Up to and including the line containing "fn quality_for(n: usize)", retype each line of the listing below exactly, beginning with the first.

______________________________

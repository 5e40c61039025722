//! Ecoregion-based envelope deriver (§4.F.2): aggregates over ecoregion
//! centroid climate samples, weighted by nothing beyond presence — a
//! species present in ten ecoregions contributes ten samples regardless
//! of how many occurrences were observed in each.

use async_trait::async_trait;

use floracat_core::{
    ClimateEnvelope, EnvelopeQuality, EnvelopeSource, FloraCatError, FloraCatResult,
    PrecipitationStats, SpeciesId, TemperatureStats,
};
use floracat_db::CatalogStore;

use crate::deriver::Deriver;

fn quality_for(n: usize) -> EnvelopeQuality {
    if n >= 10 {
        EnvelopeQuality::High
    } else if n >= 3 {
        EnvelopeQuality::Medium
    } else {
        EnvelopeQuality::Low
    }
}

#[derive(Default)]
pub struct EcoregionDeriver;

#[async_trait]
impl Deriver for EcoregionDeriver {
    fn name(&self) -> &str {
        "ecoregion_deriver"
    }

    async fn candidate_species(&self, store: &CatalogStore) -> FloraCatResult<Vec<SpeciesId>> {
        store
            .species_ids_with_ecoregion_observations()
            .await
            .map_err(|e| FloraCatError::StoreUnavailable(e.to_string()))
    }

    async fn derive(&self, store: &CatalogStore, species_id: SpeciesId) -> FloraCatResult<Option<ClimateEnvelope>> {
        let observations = store
            .ecoregion_observations_for_species(species_id)
            .await
            .map_err(|e| FloraCatError::StoreUnavailable(e.to_string()))?;
        if observations.is_empty() {
            return Ok(None);
        }

        let eco_ids: Vec<String> = observations.iter().map(|o| o.eco_id.clone()).collect();
        let climates = store
            .ecoregion_climates_for(&eco_ids)
            .await
            .map_err(|e| FloraCatError::StoreUnavailable(e.to_string()))?;
        if climates.is_empty() {
            return Ok(None);
        }

        let n = climates.len();
        let mean = |f: fn(&floracat_core::RegionClimateStats) -> f64| {
            climates.iter().map(|c| f(&c.stats)).sum::<f64>() / n as f64
        };

        Ok(Some(ClimateEnvelope {
            species_id,
            source: EnvelopeSource::Ecoregion,
            temp: TemperatureStats {
                mean: mean(|s| s.temp_mean.mean),
                min: climates.iter().map(|c| c.stats.temp_min_cold.min).fold(f64::INFINITY, f64::min),
                max: climates.iter().map(|c| c.stats.temp_max_warm.max).fold(f64::NEG_INFINITY, f64::max),
                p05: None,
                p95: None,
            },
            precip: PrecipitationStats {
                mean: mean(|s| s.precip.mean),
                min: climates.iter().map(|c| c.stats.precip.min).fold(f64::INFINITY, f64::min),
                max: climates.iter().map(|c| c.stats.precip.max).fold(f64::NEG_INFINITY, f64::max),
                seasonality_mean: mean(|s| s.seasonality.mean),
            },
            sample_count: n as i64,
            quality: quality_for(n),
            percentile_fallback: true,
        }))
    }
}

#[cfg(test)]
mod tests {
    use super::*;

    #[test]
    fn quality_thresholds_match_spec_bands() {
        assert_eq!(quality_for(12), EnvelopeQuality::High);
        assert_eq!(quality_for(4), EnvelopeQuality::Medium);
        assert_eq!(quality_for(1), EnvelopeQuality::Low);
    }
}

______________________________

Response box -
repository 5e40c61039025722
//! Ecoregion-based envelope deriver (§4.F.2): aggregates over ecoregion
//! centroid climate samples, weighted by nothing beyond presence — a
//! species present in ten ecoregions contributes ten samples regardless
//! of how many occurrences were observed in each.

use async_trait::async_trait;

use floracat_core::{
    ClimateEnvelope, EnvelopeQuality, EnvelopeSource, FloraCatError, FloraCatResult,
    PrecipitationStats, SpeciesId, TemperatureStats,
};
use floracat_db::CatalogStore;

use crate::deriver::Deriver;

fn quality_for(n: usize) -> EnvelopeQuality {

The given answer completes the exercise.